Source records
────────────────
//! Box-Cox power transform with a maximum-likelihood lambda.
//!
//! `y = (x^λ - 1) / λ` for `λ != 0` and `y = ln(x)` for `λ = 0`. The transform
//! is only defined for strictly positive inputs.

use crate::error::{ForecastError, Result};

/// Lambdas closer to zero than this use the logarithmic branch.
const LOG_BRANCH: f64 = 1e-10;
/// Admissible lambda range.
const LAMBDA_RANGE: (f64, f64) = (-2.0, 2.0);

/// Transformed values together with the lambda that produced them.
#[derive(Debug, Clone, PartialEq)]
pub struct BoxCoxResult {
    pub data: Vec<f64>,
    pub lambda: f64,
}

impl BoxCoxResult {
    /// Map the transformed values back to the input scale.
    pub fn inverse(&self) -> Vec<f64> {
        inverse_transform(&self.data, self.lambda)
    }
}

fn forward(x: f64, lambda: f64) -> f64 {
    if x <= 0.0 {
        f64::NAN
    } else if lambda.abs() < LOG_BRANCH {
        x.ln()
    } else {
        (x.powf(lambda) - 1.0) / lambda
    }
}

fn backward(y: f64, lambda: f64) -> f64 {
    if lambda.abs() < LOG_BRANCH {
        return y.exp();
    }
    let base = lambda * y + 1.0;
    if base <= 0.0 {
        f64::NAN
    } else {
        base.powf(lambda.recip())
    }
}

/// Box-Cox transform with a fixed lambda. Non-positive inputs map to NaN.
pub fn boxcox(series: &[f64], lambda: f64) -> Vec<f64> {
    series.iter().map(|&x| forward(x, lambda)).collect()
}

/// Profile log-likelihood of `lambda`, constants dropped.
fn log_likelihood(series: &[f64], log_sum: f64, lambda: f64) -> f64 {
    let n = series.len() as f64;
    let transformed = boxcox(series, lambda);
    let mean = transformed.iter().sum::<f64>() / n;
    let variance = transformed.iter().map(|y| (y - mean).powi(2)).sum::<f64>() / n;
    if !variance.is_finite() || variance <= 0.0 {
        return f64::NEG_INFINITY;
    }
    -0.5 * n * variance.ln() + (lambda - 1.0) * log_sum
}

/// Maximum-likelihood lambda in `[-2, 2]`.
///
/// A grid with step 0.01 locates the optimum, a second pass with step 0.001
/// refines it. Grid points are exact multiples of the step, so `λ = 0` is
/// reachable exactly. Non-positive values are ignored; fewer than two positive
/// values yield `λ = 1`.
pub fn boxcox_lambda(series: &[f64]) -> f64 {
    let positive: Vec<f64> = series.iter().copied().filter(|&x| x > 0.0).collect();
    if positive.len() < 2 {
        return 1.0;
    }
    let log_sum: f64 = positive.iter().map(|x| x.ln()).sum();
    let llf = |lambda: f64| log_likelihood(&positive, log_sum, lambda);

    let best_on = |candidates: &mut dyn Iterator<Item = f64>, start: (f64, f64)| {
        candidates.fold(start, |(best, best_llf), lambda| {
            let value = llf(lambda);
            if value > best_llf {
                (lambda, value)
            } else {
                (best, best_llf)
            }
        })
    };

    let (lo, hi) = LAMBDA_RANGE;
    let coarse = best_on(
        &mut (-200..=200).map(|i| i as f64 / 100.0),
        (1.0, f64::NEG_INFINITY),
    );
    let centre = coarse.0;
    let (lambda, _) = best_on(
        &mut (-10..=10)
            .map(|k| centre + k as f64 / 1000.0)
            .filter(|l| (lo..=hi).contains(l)),
        coarse,
    );
    lambda
}

/// Transform with a maximum-likelihood lambda.
///
/// The returned lambda must be handed back to [`inverse_transform`]; it is not
/// recoverable from the transformed values.
pub fn transform(series: &[f64]) -> Result<BoxCoxResult> {
    if series.is_empty() {
        return Err(ForecastError::EmptyData);
    }
    if let Some(bad) = series.iter().find(|&&x| x.is_nan() || x <= 0.0) {
        return Err(ForecastError::Domain(format!(
            "power transform requires strictly positive values, found {bad}"
        )));
    }

    let lambda = boxcox_lambda(series);
    tracing::debug!(lambda, n = series.len(), "estimated Box-Cox lambda");
    Ok(BoxCoxResult {
        data: boxcox(series, lambda),
        lambda,
    })
}

/// Closed-form inverse for an explicitly supplied lambda.
///
/// Values outside the image of the forward transform map to NaN.
pub fn inverse_transform(transformed: &[f64], lambda: f64) -> Vec<f64> {
    transformed.iter().map(|&y| backward(y, lambda)).collect()
}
────────────────
* [Problem requirements] Which lines above hold the string "than"? Please copy all of them.

* [Exercise answer]
/// Lambdas closer to zero than this use the logarithmic branch.
/// reachable exactly. Non-positive values are ignored; fewer than two positive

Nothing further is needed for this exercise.